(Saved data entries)
Segment Open

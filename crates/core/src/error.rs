use freakinbeats_uuid::UuidError;
use std::path::PathBuf;

#[derive(Debug, thiserror::Error)]
pub enum StoreError {
    #[error("invalid input: {0}")]
    InvalidInput(String),
    #[error("invalid listing identifier: {0}")]
    InvalidUuid(#[from] UuidError),
    #[error("failed to read inventory file {path}: {source}", path = path.display())]
    InventoryRead {
        path: PathBuf,
        #[source]
        source: std::io::Error,
    },
    #[error("failed to parse inventory file {path}: {source}", path = path.display())]
    InventoryParse {
        path: PathBuf,
        #[source]
        source: serde_json::Error,
    },
    #[error("duplicate listing uuid in inventory: {0}")]
    DuplicateListing(String),
    #[error("invalid listen address '{value}': {source}")]
    InvalidListenAddr {
        value: String,
        #[source]
        source: std::net::AddrParseError,
    },
}

pub type StoreResult<T> = std::result::Result<T, StoreError>;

Segment Closed

Task directions >> Every line above in which the word "failed" is present must be copied into the answer.

Answer to this exercise >>
    #[error("failed to read inventory file {path}: {source}", path = path.display())]
    #[error("failed to parse inventory file {path}: {source}", path = path.display())]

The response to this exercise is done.